How does it feel looking back at 25 years ago, both at the legacy of Back To The Future and all the behind the scenes footage for the Blu-Ray release? Does it seem like yesterday, or some time ago?

Well, it’s both ways. Some of it, you say “Wow, I forgot that we did that,” and some, it’s so fresh and immediate, it’s almost like it happened last year.

Do you feel very protective of the movies, or do you look at them and only see the mistakes, and things that you wish you could’ve done differently?

I don’t think about the mistakes. There are mistakes, there are things that, when I watch it, I go “Oh God, why didn’t I change that?” But there are very few, and the movies have gone on to have this life of their own, this huge impact on pop culture throughout the world, their popularity, so, like Doc Brown would advise, “Don’t tamper with the space time continuum.” [Laughs]

Back when you were first writing Back To The Future, did you have any idea that it would be such a success, or that it would have such an impact?

Oh, no, no.

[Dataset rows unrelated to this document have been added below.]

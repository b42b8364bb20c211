use reqwest::header::LOCATION;
use reqwest::StatusCode;

use crate::core::error::DownloadError;

pub fn is_redirect(status: StatusCode) -> bool {
    matches!(
        status,
        StatusCode::MOVED_PERMANENTLY
            | StatusCode::FOUND
            | StatusCode::SEE_OTHER
            | StatusCode::TEMPORARY_REDIRECT
            | StatusCode::PERMANENT_REDIRECT
    )
}

/// Resolves a `Location` value against the URL that produced it, so relative
/// targets like `/cdn/x.mp4` work.
pub fn resolve_location(current: &str, location: &str) -> Option<String> {
    let location = location.trim();
    if location.is_empty() {
        return None;
    }
    let base = url::Url::parse(current).ok()?;
    base.join(location).ok().map(|u| u.to_string())
}

pub fn redirect_target(current: &str, response: &reqwest::Response) -> Option<String> {
    let location = response.headers().get(LOCATION)?.to_str().ok()?;
    resolve_location(current, location)
}

/// Counts hops for one transfer.
pub struct RedirectBudget {
    limit: u32,
    hops: u32,
}

impl RedirectBudget {
    pub fn new(limit: u32) -> Self {
        Self { limit, hops: 0 }
    }

    pub fn hops(&self) -> u32 {
        self.hops
    }

    pub fn hop(&mut self, target: &str) -> Result<(), DownloadError> {
        if self.hops >= self.limit {
            return Err(DownloadError::RedirectLoop {
                limit: self.limit,
                url: target.to_string(),
            });
        }
        self.hops += 1;
        Ok(())
    }
}

#[cfg(test)]
mod tests {
    use super::*;

    #[test]
    fn redirect_statuses() {
        for code in [301u16, 302, 303, 307, 308] {
            assert!(is_redirect(StatusCode::from_u16(code).unwrap()), "{}", code);
        }
        for code in [200u16, 204, 304, 404, 500] {
            assert!(!is_redirect(StatusCode::from_u16(code).unwrap()), "{}", code);
        }
    }

    #[test]
    fn absolute_location_wins() {
        assert_eq!(
            resolve_location("http://a.example/x", "https://b.example/y.mp4").as_deref(),
            Some("https://b.example/y.mp4")
        );
    }

    #[test]
    fn relative_location_joins_base() {
        assert_eq!(
            resolve_location("http://a.example/dir/x", "/cdn/y.mp4").as_deref(),
            Some("http://a.example/cdn/y.mp4")
        );
        assert_eq!(
            resolve_location("http://a.example/dir/x", "y.mp4").as_deref(),
            Some("http://a.example/dir/y.mp4")
        );
    }

    #[test]
    fn blank_location_is_unusable() {
        assert!(resolve_location("http://a.example/x", "  ").is_none());
    }

    #[test]
    fn budget_allows_exactly_limit_hops() {
        let mut budget = RedirectBudget::new(2);
        assert!(budget.hop("http://h/1").is_ok());
        assert!(budget.hop("http://h/2").is_ok());
        let err = budget.hop("http://h/3").unwrap_err();
        assert!(matches!(err, DownloadError::RedirectLoop { limit: 2, .. }));
        assert_eq!(budget.hops(), 2);
    }

    #[test]
    fn zero_budget_rejects_first_hop() {
        assert!(RedirectBudget::new(0).hop("http://h/").is_err());
    }
}
use std::path::{Path, PathBuf};

use anyhow::Context;
use vidget_core::fs_paths::{AppPaths, DesktopPaths, PortablePaths};
use vidget_core::models::settings::AppSettings;

const CONFIG_DIR_ENV: &str = "VIDGET_CONFIG_DIR";

pub fn settings_path() -> PathBuf {
    match std::env::var_os(CONFIG_DIR_ENV) {
        Some(dir) => PortablePaths {
            root: PathBuf::from(dir),
        }
        .settings_file(),
        None => DesktopPaths.settings_file(),
    }
}

pub fn load_settings() -> AppSettings {
    load_settings_from(&settings_path())
}

/// Missing or unreadable files fall back to defaults.
pub fn load_settings_from(path: &Path) -> AppSettings {
    let raw = match std::fs::read_to_string(path) {
        Ok(s) => s,
        Err(_) => return AppSettings::default(),
    };
    match serde_json::from_str::<AppSettings>(&raw) {
        Ok(settings) => settings,
        Err(e) => {
            tracing::warn!("[config] ignoring {}: {}", path.display(), e);
            AppSettings::default()
        }
    }
}

pub fn save_settings_to(path: &Path, settings: &AppSettings) -> anyhow::Result<()> {
    if let Some(parent) = path.parent() {
        std::fs::create_dir_all(parent)
            .with_context(|| format!("creating {}", parent.display()))?;
    }
    let json = serde_json::to_string_pretty(settings)?;
    std::fs::write(path, json).with_context(|| format!("writing {}", path.display()))?;
    Ok(())
}

pub fn save_settings(settings: &AppSettings) -> anyhow::Result<()> {
    save_settings_to(&settings_path(), settings)
}

#[cfg(test)]
mod tests {
    use super::*;

    #[test]
    fn missing_file_yields_defaults() {
        let dir = tempfile::tempdir().unwrap();
        let s = load_settings_from(&dir.path().join("nope.json"));
        assert_eq!(s.download.max_concurrent_downloads, 5);
    }

    #[test]
    fn garbage_file_yields_defaults() {
        let dir = tempfile::tempdir().unwrap();
        let path = dir.path().join("settings.json");
        std::fs::write(&path, "{not json").unwrap();
        assert_eq!(load_settings_from(&path).download.max_redirects, 10);
    }

    #[test]
    fn save_then_load() {
        let dir = tempfile::tempdir().unwrap();
        let path = dir.path().join("nested").join("settings.json");
        let mut s = AppSettings::default();
        s.download.max_concurrent_downloads = 3;
        s.download.output_dir = dir.path().join("out");
        save_settings_to(&path, &s).unwrap();

        let loaded = load_settings_from(&path);
        assert_eq!(loaded.download.max_concurrent_downloads, 3);
        assert_eq!(loaded.download.output_dir, dir.path().join("out"));
    }
}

In fact, Bob Zemeckis and I wrote the first draft for Columbia Pictures in the spring of 1981. We wrote another draft there, and then Columbia passed on it, and we received over 40 [more] rejections in trying to get this movie made. Every major studio rejected it, every one. Some, more than once. Studio executives kept saying, “Eh, time travel movies don’t make any money. Time travel movies don’t make any money.” We were just hoping that it would make its money back! So the idea that it would become this phenomenon…!

But I’ll tell you the moment we thought, maybe, maybe we’ll have a chance with this thing. We were shooting down at Whittier High School, the exterior scene at the dance where George finally confronts Biff, and word got out that Michael J. Fox was shooting. Kids lined up seven deep to just get a glimpse of Michael J. Fox. I remember, Bob and I just looked at each other and said, “Wow, we had no idea that this guy was as big a star as he is, just from that TV show.”